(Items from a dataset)

%%

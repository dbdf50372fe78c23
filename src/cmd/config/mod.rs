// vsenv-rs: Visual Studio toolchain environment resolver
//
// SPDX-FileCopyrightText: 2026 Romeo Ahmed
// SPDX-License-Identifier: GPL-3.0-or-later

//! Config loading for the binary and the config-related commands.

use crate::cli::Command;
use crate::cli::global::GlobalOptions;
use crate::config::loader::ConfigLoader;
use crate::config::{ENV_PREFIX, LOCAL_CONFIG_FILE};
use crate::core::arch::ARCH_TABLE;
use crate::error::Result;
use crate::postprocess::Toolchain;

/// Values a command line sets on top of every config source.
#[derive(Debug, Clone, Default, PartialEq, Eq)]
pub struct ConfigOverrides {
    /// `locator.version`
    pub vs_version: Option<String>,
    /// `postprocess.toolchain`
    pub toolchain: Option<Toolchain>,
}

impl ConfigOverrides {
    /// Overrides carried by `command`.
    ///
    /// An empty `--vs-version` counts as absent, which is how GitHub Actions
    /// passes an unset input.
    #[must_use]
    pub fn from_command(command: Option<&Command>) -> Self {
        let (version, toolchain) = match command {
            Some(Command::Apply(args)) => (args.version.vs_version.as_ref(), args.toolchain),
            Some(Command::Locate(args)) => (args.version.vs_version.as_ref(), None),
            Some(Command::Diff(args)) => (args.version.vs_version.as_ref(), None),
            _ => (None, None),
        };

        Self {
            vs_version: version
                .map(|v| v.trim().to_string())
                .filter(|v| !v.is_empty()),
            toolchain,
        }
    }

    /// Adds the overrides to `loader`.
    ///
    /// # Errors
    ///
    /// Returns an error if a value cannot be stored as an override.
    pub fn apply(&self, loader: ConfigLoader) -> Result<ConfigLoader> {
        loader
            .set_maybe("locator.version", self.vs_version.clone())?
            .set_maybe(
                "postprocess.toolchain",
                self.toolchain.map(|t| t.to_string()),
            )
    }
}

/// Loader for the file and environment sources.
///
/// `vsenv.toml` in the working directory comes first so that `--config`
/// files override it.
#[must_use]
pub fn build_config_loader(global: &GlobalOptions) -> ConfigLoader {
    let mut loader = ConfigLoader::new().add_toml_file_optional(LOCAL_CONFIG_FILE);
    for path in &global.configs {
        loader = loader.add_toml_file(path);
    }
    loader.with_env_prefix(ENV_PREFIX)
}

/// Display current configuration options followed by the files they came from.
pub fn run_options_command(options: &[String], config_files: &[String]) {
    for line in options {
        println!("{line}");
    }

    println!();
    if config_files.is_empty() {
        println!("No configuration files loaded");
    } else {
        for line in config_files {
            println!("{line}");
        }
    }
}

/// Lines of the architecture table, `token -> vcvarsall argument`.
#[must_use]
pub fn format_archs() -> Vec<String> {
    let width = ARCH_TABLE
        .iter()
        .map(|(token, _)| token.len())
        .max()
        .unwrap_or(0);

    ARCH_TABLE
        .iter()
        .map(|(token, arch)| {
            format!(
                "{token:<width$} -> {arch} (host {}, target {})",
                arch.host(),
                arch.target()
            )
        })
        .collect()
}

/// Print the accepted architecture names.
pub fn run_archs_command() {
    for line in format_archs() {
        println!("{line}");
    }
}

%%
%%

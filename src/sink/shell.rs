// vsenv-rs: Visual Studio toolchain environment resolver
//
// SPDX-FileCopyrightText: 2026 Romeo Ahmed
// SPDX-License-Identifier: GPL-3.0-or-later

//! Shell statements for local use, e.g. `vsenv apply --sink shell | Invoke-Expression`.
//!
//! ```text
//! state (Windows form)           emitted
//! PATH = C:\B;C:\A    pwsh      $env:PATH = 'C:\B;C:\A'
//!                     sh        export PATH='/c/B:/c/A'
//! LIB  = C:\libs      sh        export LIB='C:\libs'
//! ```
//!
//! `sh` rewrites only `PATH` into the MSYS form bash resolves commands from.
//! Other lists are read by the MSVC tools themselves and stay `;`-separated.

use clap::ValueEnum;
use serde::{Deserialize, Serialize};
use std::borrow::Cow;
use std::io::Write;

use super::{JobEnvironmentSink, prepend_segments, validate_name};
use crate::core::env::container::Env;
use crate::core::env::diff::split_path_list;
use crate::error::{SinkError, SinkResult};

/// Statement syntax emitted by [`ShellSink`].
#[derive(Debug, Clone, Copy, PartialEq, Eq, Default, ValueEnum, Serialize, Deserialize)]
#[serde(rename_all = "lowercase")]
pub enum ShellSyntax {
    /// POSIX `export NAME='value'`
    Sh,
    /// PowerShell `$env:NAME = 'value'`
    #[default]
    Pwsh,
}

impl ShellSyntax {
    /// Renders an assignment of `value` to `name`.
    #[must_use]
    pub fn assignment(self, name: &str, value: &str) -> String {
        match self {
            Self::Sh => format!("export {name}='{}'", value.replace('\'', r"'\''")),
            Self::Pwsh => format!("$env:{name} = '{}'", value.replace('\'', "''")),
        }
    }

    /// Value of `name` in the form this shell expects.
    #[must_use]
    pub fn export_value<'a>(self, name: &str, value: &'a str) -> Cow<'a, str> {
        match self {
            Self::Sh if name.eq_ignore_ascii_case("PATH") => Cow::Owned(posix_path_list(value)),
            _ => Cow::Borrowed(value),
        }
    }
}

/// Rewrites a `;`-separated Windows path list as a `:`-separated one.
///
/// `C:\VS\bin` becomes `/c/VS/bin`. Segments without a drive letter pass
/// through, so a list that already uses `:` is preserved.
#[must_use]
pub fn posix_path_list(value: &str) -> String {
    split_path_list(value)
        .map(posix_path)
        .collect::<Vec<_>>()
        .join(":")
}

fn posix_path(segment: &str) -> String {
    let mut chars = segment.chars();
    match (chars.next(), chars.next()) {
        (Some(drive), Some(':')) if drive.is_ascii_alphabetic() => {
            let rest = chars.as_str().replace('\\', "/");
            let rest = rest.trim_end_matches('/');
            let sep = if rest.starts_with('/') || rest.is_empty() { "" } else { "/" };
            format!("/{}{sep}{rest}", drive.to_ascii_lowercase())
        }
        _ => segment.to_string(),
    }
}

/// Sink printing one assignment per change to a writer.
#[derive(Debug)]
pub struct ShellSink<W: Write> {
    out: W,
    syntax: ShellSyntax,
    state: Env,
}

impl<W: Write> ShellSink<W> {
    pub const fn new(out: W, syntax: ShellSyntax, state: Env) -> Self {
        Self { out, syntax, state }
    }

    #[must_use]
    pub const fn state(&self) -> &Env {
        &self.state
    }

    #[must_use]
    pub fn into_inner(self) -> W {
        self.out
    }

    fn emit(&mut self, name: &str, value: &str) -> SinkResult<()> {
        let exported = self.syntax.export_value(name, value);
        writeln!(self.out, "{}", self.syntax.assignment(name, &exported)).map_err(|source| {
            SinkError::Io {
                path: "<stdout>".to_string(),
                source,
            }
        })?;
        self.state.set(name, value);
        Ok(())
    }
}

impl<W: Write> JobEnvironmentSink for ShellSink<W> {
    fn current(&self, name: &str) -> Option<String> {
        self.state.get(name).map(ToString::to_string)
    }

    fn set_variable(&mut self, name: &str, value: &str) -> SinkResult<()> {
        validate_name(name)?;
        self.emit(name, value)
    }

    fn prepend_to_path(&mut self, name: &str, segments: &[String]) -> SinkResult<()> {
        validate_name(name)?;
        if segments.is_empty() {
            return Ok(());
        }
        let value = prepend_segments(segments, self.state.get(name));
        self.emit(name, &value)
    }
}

%%
%%

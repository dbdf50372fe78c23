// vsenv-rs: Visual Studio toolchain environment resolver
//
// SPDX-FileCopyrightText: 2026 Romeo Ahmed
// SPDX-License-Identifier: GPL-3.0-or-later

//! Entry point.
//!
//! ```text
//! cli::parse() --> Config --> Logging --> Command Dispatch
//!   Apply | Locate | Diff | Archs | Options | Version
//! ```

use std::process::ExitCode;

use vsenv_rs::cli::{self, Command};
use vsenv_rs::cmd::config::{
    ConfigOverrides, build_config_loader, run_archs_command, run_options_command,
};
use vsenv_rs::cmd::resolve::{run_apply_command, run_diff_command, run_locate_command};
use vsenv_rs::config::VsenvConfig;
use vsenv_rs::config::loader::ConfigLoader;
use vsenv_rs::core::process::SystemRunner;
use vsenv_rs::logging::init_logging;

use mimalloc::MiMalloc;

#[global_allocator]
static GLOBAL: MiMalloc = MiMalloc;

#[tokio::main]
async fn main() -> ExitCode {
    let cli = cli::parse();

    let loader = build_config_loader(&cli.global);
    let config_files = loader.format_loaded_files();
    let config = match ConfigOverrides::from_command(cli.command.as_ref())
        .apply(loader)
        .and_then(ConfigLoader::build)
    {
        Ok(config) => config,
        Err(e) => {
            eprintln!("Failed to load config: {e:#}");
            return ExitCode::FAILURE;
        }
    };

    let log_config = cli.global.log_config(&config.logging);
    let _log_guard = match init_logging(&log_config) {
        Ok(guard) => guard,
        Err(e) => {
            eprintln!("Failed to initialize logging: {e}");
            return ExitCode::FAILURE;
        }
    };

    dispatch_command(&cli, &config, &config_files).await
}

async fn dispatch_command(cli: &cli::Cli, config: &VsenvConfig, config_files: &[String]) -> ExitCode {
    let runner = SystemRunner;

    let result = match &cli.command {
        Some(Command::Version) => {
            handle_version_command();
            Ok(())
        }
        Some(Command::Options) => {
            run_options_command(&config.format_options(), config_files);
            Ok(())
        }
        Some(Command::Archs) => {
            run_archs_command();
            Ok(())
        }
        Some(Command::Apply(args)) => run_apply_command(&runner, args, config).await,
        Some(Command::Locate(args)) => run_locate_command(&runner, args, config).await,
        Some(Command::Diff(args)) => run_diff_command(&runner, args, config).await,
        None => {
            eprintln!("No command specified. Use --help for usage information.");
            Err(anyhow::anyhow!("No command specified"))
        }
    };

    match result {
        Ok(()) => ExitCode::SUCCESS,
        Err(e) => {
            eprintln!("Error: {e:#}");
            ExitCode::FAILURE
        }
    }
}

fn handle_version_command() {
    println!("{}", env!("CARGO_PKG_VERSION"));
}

%%

__Task statement__.
Above are the entries. Copy exactly the part that opens with the line containing "pub const fn state(&self)" and closes with the line containing "impl<W: Write> JobEnvironmentSink", and no more.

__Expected answer__.
    pub const fn state(&self) -> &Env {
        &self.state
    }

    #[must_use]
    pub fn into_inner(self) -> W {
        self.out
    }

    fn emit(&mut self, name: &str, value: &str) -> SinkResult<()> {
        let exported = self.syntax.export_value(name, value);
        writeln!(self.out, "{}", self.syntax.assignment(name, &exported)).map_err(|source| {
            SinkError::Io {
                path: "<stdout>".to_string(),
                source,
            }
        })?;
        self.state.set(name, value);
        Ok(())
    }
}

impl<W: Write> JobEnvironmentSink for ShellSink<W> {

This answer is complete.